A downhole tool including a mandrel, a sealing element, a cone, a plurality of fingers, and a slip. The sealing element may be positioned around the mandrel. The sealing element is configured to expand radially-outward from a contracted state to an expanded state. The cone may be positioned around the mandrel and proximate to the sealing element. The plurality of fingers may be positioned at least partially around the mandrel. The fingers may be axially-aligned with at least a portion of the sealing element. The fingers are coupled to a base and configured to break away from the base at a weak point when the sealing element expands into the expanded state. The slip may be positioned around the mandrel and proximate to the cone. The slip may include a tapered inner surface configured to slide along a tapered outer surface of the cone.

Description

    BACKGROUND
  • In the oilfield industry, various downhole tools (e.g., packers, bridge plugs, frac plugs) may be used to isolate sections of a wellbore. These downhole tools generally include a central body or “mandrel.” Slips, a sealing element, and a set of components configured to expand the slips and sealing element are positioned on the mandrel so that the tool can be set, generally by application of an axially-directed, compressive force.
  • During setting, the slips expand outwards to grip the interior of a casing string (or another surrounding tubular in the wellbore), and the sealing element expands outwards to seal with the casing string. In the expanded state, the slips may maintain the position of the tool in the casing string, while the sealing element may isolate upper and lower portions of an annulus defined between the tool and the casing string.
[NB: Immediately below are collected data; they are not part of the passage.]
//! Rendering engines and the shared export path of their figures.

pub mod desktop;
pub mod registry;
pub mod web;

use std::ffi::OsStr;
use std::path::Path;

use error_stack::ResultExt;
use tracing::info;

use crate::error::{PlotError, PlotResult};
use crate::figure::FigureBackend;
use crate::raster;
use crate::scene::Scene;

pub use desktop::{DesktopEngine, DesktopFigure};
pub use registry::EngineRegistry;
pub use web::{WebEngine, WebFigure};

/// A rendering backend: a passive factory of figures.
pub trait Engine: Send + Sync {
    /// Name the engine registers under by default.
    fn name(&self) -> &str;

    /// Whether the engine can produce figures in this build and environment.
    fn is_available(&self) -> bool;

    /// A fresh figure of `width` pixels and `height = width * aspect_ratio`.
    /// The aspect ratio has already been validated to lie in `(0, 1]`.
    fn figure(&self, width: u32, aspect_ratio: f64) -> Box<dyn FigureBackend>;
}

/// Export `scene` to `path`, picking the format from the extension.
/// `markup` produces the engine's own `.html` rendition.
pub(crate) fn save_scene(
    scene: &Scene,
    path: &Path,
    scale: f64,
    markup: impl FnOnce(&Scene) -> PlotResult<String>,
) -> PlotResult<()> {
    let extension = path
        .extension()
        .and_then(OsStr::to_str)
        .map(str::to_ascii_lowercase)
        .unwrap_or_default();
    match extension.as_str() {
        "html" | "htm" => write_file(path, &markup(scene)?)?,
        "svg" => write_file(path, &raster::render_svg(scene)?)?,
        "png" | "jpg" | "jpeg" | "bmp" => raster::save_bitmap(scene, path, scale)?,
        other => {
            return Err(PlotError::unsupported(format!(
                "cannot save figures as '.{other}', use html, svg, png, jpg or bmp"
            )));
        }
    }
    info!(path = %path.display(), "figure saved");
    Ok(())
}

pub(crate) fn write_file(path: &Path, contents: &str) -> PlotResult<()> {
    std::fs::write(path, contents)
        .change_context(PlotError::Io)
        .attach(format!("Writing {}", path.display()))
}

/// Whether a graphical session is reachable from this process.
pub(crate) fn has_display() -> bool {
    if cfg!(any(target_os = "windows", target_os = "macos")) {
        return true;
    }
    std::env::var_os("DISPLAY").is_some() || std::env::var_os("WAYLAND_DISPLAY").is_some()
}

pub(crate) fn escape_html(text: &str) -> String {
    let mut out = String::with_capacity(text.len());
    for c in text.chars() {
        match c {
            '&' => out.push_str("&amp;"),
            '<' => out.push_str("&lt;"),
            '>' => out.push_str("&gt;"),
            '"' => out.push_str("&quot;"),
            '\'' => out.push_str("&#39;"),
            c => out.push(c),
        }
    }
    out
}

#[cfg(test)]
mod tests {
    use super::*;
    use crate::core::Style;
    use crate::settings::Settings;

    fn scene() -> Scene {
        let mut scene = Scene::new(120, 0.5, &Settings::default());
        scene
            .add_line(&[0.0, 1.0, 2.0], Some(&[1.0, 0.0, 1.0]), None, &Style::default())
            .unwrap();
        scene
    }

    #[test]
    fn save_picks_format_by_extension() {
        let dir = tempfile::tempdir().unwrap();
        let s = scene();
        let markup = |_: &Scene| Ok("<html></html>".to_string());

        save_scene(&s, &dir.path().join("a.HTML"), 1.0, markup).unwrap();
        assert_eq!(std::fs::read_to_string(dir.path().join("a.HTML")).unwrap(), "<html></html>");

        save_scene(&s, &dir.path().join("a.svg"), 1.0, markup).unwrap();
        assert!(std::fs::read_to_string(dir.path().join("a.svg")).unwrap().starts_with("<svg"));

        save_scene(&s, &dir.path().join("a.png"), 2.0, markup).unwrap();
        let png = std::fs::read(dir.path().join("a.png")).unwrap();
        assert_eq!(&png[1..4], b"PNG");
    }

    #[test]
    fn unknown_extensions_are_unsupported() {
        let dir = tempfile::tempdir().unwrap();
        for name in ["a.pdf", "noext"] {
            let err = save_scene(&scene(), &dir.path().join(name), 1.0, |_| Ok(String::new()))
                .unwrap_err();
            assert!(matches!(err.current_context(), PlotError::UnsupportedOperation(_)));
        }
    }

    #[test]
    fn escapes_markup() {
        assert_eq!(escape_html("a<b & \"c\""), "a&lt;b &amp; &quot;c&quot;");
    }
}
  • The sealing element may be made from a deformable material, such as rubber. Such materials may, however, be prone to extrusion (e.g., axial expansion) along the mandrel during setting. Extrusion of the sealing element may reduce the ability of the sealing element to form a seal with the casing string. Thus, such tools are generally provided with one or more back-up rings, which are designed to prevent extrusion of the sealing element.
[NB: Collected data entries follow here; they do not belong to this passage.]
//! Browser engine: figures become self-contained plotly.js pages.

use std::path::{Path, PathBuf};
use std::sync::atomic::{AtomicUsize, Ordering};

use error_stack::ResultExt;
use serde_json::{Map, Value, json};
use tracing::info;

use super::{Engine, escape_html, has_display, save_scene, write_file};
use crate::core::{AspectMode, Extra};
use crate::error::{PlotError, PlotResult};
use crate::figure::FigureBackend;
use crate::raster::{self, Raster};
use crate::scene::{AxesState, Decorations, ImageTrace, LineTrace, Scene, SurfaceTrace, Trace};
use crate::settings::Settings;

pub const WEB: &str = "web";

#[derive(Clone, Debug)]
pub struct WebEngine {
    settings: Settings,
}

impl WebEngine {
    pub fn new(settings: Settings) -> Self {
        Self { settings }
    }
}

impl Engine for WebEngine {
    fn name(&self) -> &str {
        WEB
    }

    /// Pages are plain files; a browser is only needed to look at them.
    fn is_available(&self) -> bool {
        true
    }

    fn figure(&self, width: u32, aspect_ratio: f64) -> Box<dyn FigureBackend> {
        Box::new(WebFigure {
            scene: Scene::new(width, aspect_ratio, &self.settings),
            settings: self.settings.clone(),
            page: None,
        })
    }
}

#[derive(Debug)]
pub struct WebFigure {
    scene: Scene,
    settings: Settings,
    /// Where `show` last wrote the page.
    page: Option<PathBuf>,
}

impl WebFigure {
    pub fn page_path(&self) -> Option<&Path> {
        self.page.as_deref()
    }
}

impl FigureBackend for WebFigure {
    fn engine_name(&self) -> &str {
        WEB
    }

    fn scene(&self) -> &Scene {
        &self.scene
    }

    fn scene_mut(&mut self) -> &mut Scene {
        &mut self.scene
    }

    fn as_image(&self) -> PlotResult<Raster> {
        raster::render(&self.scene, self.settings.save_scale)
    }

    fn save(&mut self, path: &Path) -> PlotResult<()> {
        let settings = &self.settings;
        save_scene(&self.scene, path, settings.save_scale, |scene| {
            Ok(html_page(scene, settings))
        })
    }

    /// Write the page to the temp directory and open it in the browser.
    /// The browser owns the page afterwards, so `block` has no effect.
    fn show(&mut self, _block: bool) -> PlotResult<()> {
        static PAGES: AtomicUsize = AtomicUsize::new(0);
        let path = self.page.clone().unwrap_or_else(|| {
            let n = PAGES.fetch_add(1, Ordering::Relaxed);
            std::env::temp_dir().join(format!("uniplot-{}-{n}.html", std::process::id()))
        });
        write_file(&path, &html_page(&self.scene, &self.settings))?;
        self.page = Some(path.clone());

        if !has_display() {
            info!(path = %path.display(), "no display available, figure page written");
            return Ok(());
        }
        open::that(&path)
            .change_context(PlotError::Io)
            .attach(format!("Opening {} in the browser", path.display()))?;
        info!(path = %path.display(), "figure opened in browser");
        Ok(())
    }
}

/// Standalone HTML page drawing `scene` with plotly.js.
pub fn html_page(scene: &Scene, settings: &Settings) -> String {
    let figure = plotly_figure(scene);
    // A literal "</" would end the script element early.
    let json = figure.to_string().replace("</", "<\\/");
    let title = escape_html(scene.decorations().title.as_deref().unwrap_or("uniplot"));
    let (w, h) = scene.size();
    format!(
        r#"<!DOCTYPE html>
<html>
<head>
<meta charset="utf-8">
<title>{title}</title>
<script src="{src}"></script>
</head>
<body>
<div id="uniplot" style="width:{w}px;height:{h}px;"></div>
<script>
const figure = {json};
Plotly.newPlot("uniplot", figure.data, figure.layout, figure.config);
</script>
</body>
</html>
"#,
        src = escape_html(&settings.plotly_src),
    )
}

/// The plotly.js figure object (`data`, `layout`, `config`) for `scene`.
pub fn plotly_figure(scene: &Scene) -> Value {
    let three_d = scene.axes() == AxesState::ThreeD;
    let data: Vec<Value> = scene
        .traces()
        .iter()
        .map(|trace| match trace {
            Trace::Line(line) => line_trace(line, three_d),
            Trace::Surface(surface) => surface_trace(surface),
            Trace::Image(image) => image_trace(image),
        })
        .collect();
    json!({
        "data": data,
        "layout": layout(scene, three_d),
        "config": { "responsive": false, "displaylogo": false },
    })
}

fn line_trace(line: &LineTrace, three_d: bool) -> Value {
    let mode = match (line.line_style.is_none(), line.marker_style.is_some()) {
        (true, _) => "markers",
        (false, true) => "lines+markers",
        (false, false) => "lines",
    };
    let mut trace = json!({
        "type": if three_d { "scatter3d" } else { "scatter" },
        "mode": mode,
        "x": line.x,
        "y": line.y,
        "opacity": line.opacity,
        "showlegend": line.name.is_some(),
        "line": { "color": line.color.to_hex(), "width": line.line_width },
        "marker": { "color": line.color.to_hex(), "size": line.marker_size },
    });
    if let Some(z) = &line.z {
        trace["z"] = json!(z);
    }
    if let Some(dash) = line.line_style.plotly_dash() {
        trace["line"]["dash"] = json!(dash);
    }
    if let Some(marker) = line.marker_style {
        trace["marker"]["symbol"] = json!(marker.plotly_symbol());
    }
    naming(&mut trace, line.name.as_deref(), line.legend_group.as_deref(), line.group_title);
    merge(&mut trace, &line.extra);
    trace
}

fn surface_trace(surface: &SurfaceTrace) -> Value {
    let mut trace = json!({
        "type": "surface",
        "x": surface.x,
        "y": surface.y,
        "z": surface.z,
        "colorscale": surface.colormap.plotly_name(),
        "showscale": surface.show_colormap,
        "opacity": surface.opacity,
        "showlegend": surface.name.is_some(),
    });
    naming(
        &mut trace,
        surface.name.as_deref(),
        surface.legend_group.as_deref(),
        surface.group_title,
    );
    merge(&mut trace, &surface.extra);
    trace
}

fn image_trace(image: &ImageTrace) -> Value {
    let rows: Vec<Vec<[f64; 4]>> = image
        .pixels
        .chunks(image.width)
        .map(|row| {
            row.iter()
                .map(|&[r, g, b, a]| [f64::from(r), f64::from(g), f64::from(b), f64::from(a) / 255.0])
                .collect()
        })
        .collect();
    let mut trace = json!({
        "type": "image",
        "colormodel": "rgba",
        "z": rows,
        "hoverinfo": "x+y",
    });
    merge(&mut trace, &image.extra);
    trace
}

fn naming(trace: &mut Value, name: Option<&str>, group: Option<&str>, group_title: bool) {
    if let Some(name) = name {
        trace["name"] = json!(name);
    }
    if let Some(group) = group {
        trace["legendgroup"] = json!(group);
        if group_title {
            trace["legendgrouptitle"] = json!({ "text": group });
        }
    }
}

/// Engine-specific overrides are copied verbatim over the generated keys.
fn merge(target: &mut Value, extra: &Extra) {
    if let Value::Object(map) = target {
        for (key, value) in extra {
            map.insert(key.clone(), value.clone());
        }
    }
}

fn axis(title: Option<&str>, range: Option<(f64, f64)>, deco: &Decorations) -> Value {
    let mut axis = Map::new();
    if let Some(title) = title {
        axis.insert("title".into(), json!({ "text": title }));
    }
    if let Some((lo, hi)) = range {
        axis.insert("range".into(), json!([lo, hi]));
    }
    axis.insert("showgrid".into(), json!(deco.grid));
    if !deco.axes_visible {
        axis.insert("visible".into(), json!(false));
    }
    Value::Object(axis)
}

fn layout(scene: &Scene, three_d: bool) -> Value {
    let deco = scene.decorations();
    let (w, h) = scene.size();
    let mut layout = json!({
        "width": w,
        "height": h,
        "showlegend": deco.legend.is_some(),
        "margin": { "l": 50, "r": 30, "t": 50, "b": 50 },
    });
    if let Some(title) = &deco.title {
        layout["title"] = json!({ "text": title });
    }
    let x = axis(deco.xlabel.as_deref(), deco.xlim, deco);
    let y = axis(deco.ylabel.as_deref(), deco.ylim, deco);
    if three_d {
        let z = axis(deco.zlabel.as_deref(), deco.zlim, deco);
        let aspect = match deco.aspect {
            AspectMode::Auto => "auto",
            AspectMode::Equal => "cube",
        };
        layout["scene"] = json!({ "xaxis": x, "yaxis": y, "zaxis": z, "aspectmode": aspect });
    } else {
        layout["xaxis"] = x;
        layout["yaxis"] = y;
        if deco.aspect == AspectMode::Equal {
            layout["yaxis"]["scaleanchor"] = json!("x");
            layout["yaxis"]["scaleratio"] = json!(1);
        }
    }
    if let Some(legend) = &deco.legend {
        let sizing = if legend.equal_marker_size { "constant" } else { "trace" };
        let mut spec = json!({ "itemsizing": sizing });
        merge(&mut spec, &legend.extra);
        layout["legend"] = spec;
    }
    layout
}

#[cfg(test)]
mod tests {
    use super::*;
    use crate::core::{LineStyle, MarkerStyle, Style};
    use crate::data::{Image, ImageData, SurfaceOptions, SurfaceZ};

    fn figure() -> Box<dyn FigureBackend> {
        WebEngine::new(Settings::default()).figure(400, 0.5)
    }

    #[test]
    fn line_traces_carry_style_and_groups() {
        let mut fig = figure();
        let style = Style::default()
            .name("a")
            .color("r")
            .line_style(LineStyle::Dashed)
            .marker_style(MarkerStyle::Square)
            .legend_group("sensors")
            .extra("hovertemplate", "%{y}");
        fig.plot(&[0.0, 1.0], Some(&[2.0, 3.0]), None, &style).unwrap();
        fig.plot(&[0.0, 1.0], Some(&[1.0, 1.0]), None, &style.clone().name("b"))
            .unwrap();

        let figure = plotly_figure(fig.scene());
        let first = &figure["data"][0];
        assert_eq!(first["type"], "scatter");
        assert_eq!(first["mode"], "lines+markers");
        assert_eq!(first["name"], "a");
        assert_eq!(first["line"]["dash"], "dash");
        assert_eq!(first["marker"]["symbol"], "square");
        assert_eq!(first["line"]["color"], "#d62728");
        assert_eq!(first["legendgrouptitle"]["text"], "sensors");
        assert_eq!(first["hovertemplate"], "%{y}");
        assert!(figure["data"][1].get("legendgrouptitle").is_none());
        assert_eq!(figure["data"][1]["legendgroup"], "sensors");
    }

    #[test]
    fn scatter_is_markers_only() {
        let mut fig = figure();
        fig.scatter(&[0.0, 1.0], None, None, &Style::default()).unwrap();
        let figure = plotly_figure(fig.scene());
        assert_eq!(figure["data"][0]["mode"], "markers");
        assert!(figure["data"][0]["line"].get("dash").is_none());
    }

    #[test]
    fn three_d_content_uses_scene_axes() {
        let mut fig = figure();
        fig.plot(&[0.0], Some(&[1.0]), Some(&[2.0]), &Style::default()).unwrap();
        fig.surface3d(
            &[0.0, 1.0],
            &[0.0, 1.0, 2.0],
            &SurfaceZ::Grid(vec![vec![0.0; 2]; 3]),
            &SurfaceOptions::default(),
            &Style::default(),
        )
        .unwrap();
        fig.zlabel("height").unwrap();
        fig.axis_aspect(AspectMode::Equal).unwrap();
        let figure = plotly_figure(fig.scene());
        assert_eq!(figure["data"][0]["type"], "scatter3d");
        assert_eq!(figure["data"][1]["type"], "surface");
        assert_eq!(figure["data"][1]["colorscale"], "Viridis");
        assert_eq!(figure["layout"]["scene"]["zaxis"]["title"]["text"], "height");
        assert_eq!(figure["layout"]["scene"]["aspectmode"], "cube");
        assert!(figure["layout"].get("xaxis").is_none());
    }

    #[test]
    fn layout_reflects_decorations() {
        let mut fig = figure();
        fig.plot(&[0.0, 4.0], None, None, &Style::default().name("a")).unwrap();
        fig.title("run").unwrap();
        fig.xlim(Some(-1.0), Some(1.0)).unwrap();
        fig.grid(true).unwrap();
        fig.legend(true, false, &Extra::new()).unwrap();
        let layout = &plotly_figure(fig.scene())["layout"];
        assert_eq!(layout["title"]["text"], "run");
        assert_eq!(layout["xaxis"]["range"], json!([-1.0, 1.0]));
        assert_eq!(layout["xaxis"]["showgrid"], true);
        assert_eq!(layout["showlegend"], true);
        assert_eq!(layout["legend"]["itemsizing"], "trace");
        assert_eq!((layout["width"].as_u64(), layout["height"].as_u64()), (Some(400), Some(200)));
    }

    #[test]
    fn images_hide_axes() {
        let mut fig = figure();
        fig.imshow(&Image::rgb(1, 2, ImageData::U8(vec![255, 0, 0, 0, 0, 255]))).unwrap();
        let figure = plotly_figure(fig.scene());
        assert_eq!(figure["data"][0]["z"], json!([[[255.0, 0.0, 0.0, 1.0]], [[0.0, 0.0, 255.0, 1.0]]]));
        assert_eq!(figure["layout"]["xaxis"]["visible"], false);
    }

    #[test]
    fn page_embeds_script_and_escapes_json() {
        let mut fig = figure();
        fig.plot(&[0.0], None, None, &Style::default().name("</script>")).unwrap();
        let page = html_page(fig.scene(), &Settings::default());
        assert!(page.contains("https://cdn.plot.ly/plotly-"));
        assert!(page.contains("Plotly.newPlot"));
        assert!(!page.contains("\"</script>\""));
        assert!(page.contains("<\\/script>"));
    }

    #[test]
    fn saves_html_pages() {
        let dir = tempfile::tempdir().unwrap();
        let mut fig = figure();
        fig.plot(&[0.0, 1.0], None, None, &Style::default()).unwrap();
        let path = dir.path().join("fig.html");
        fig.save(&path).unwrap();
        let page = std::fs::read_to_string(&path).unwrap();
        assert!(page.contains("\"type\":\"scatter\""));
    }
}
  • However, the back-up rings are generally constructed from soft materials, e.g., composites, to facilitate drilling through the tools when their use is complete. Back-up rings made from such soft materials may be prone to failure in the wellbore, such that the back-up rings may allow extrusion of the sealing element.
  • SUMMARY
  • A downhole tool is disclosed. The tool may include a mandrel and a sealing element positioned around the mandrel. The sealing element is configured to expand radially-outward from a contracted state to an expanded state. A cone may be positioned around the mandrel and proximate to the sealing element. A plurality of fingers may be positioned at least partially around the mandrel. The fingers may be axially-aligned with at least a portion of the sealing element. The fingers may be coupled to a base and configured to break away from the base at a weak point when the sealing element expands into the expanded state. A slip may be positioned around the mandrel and proximate to the cone. The slip includes a tapered inner surface configured to slide along a tapered outer surface of the cone.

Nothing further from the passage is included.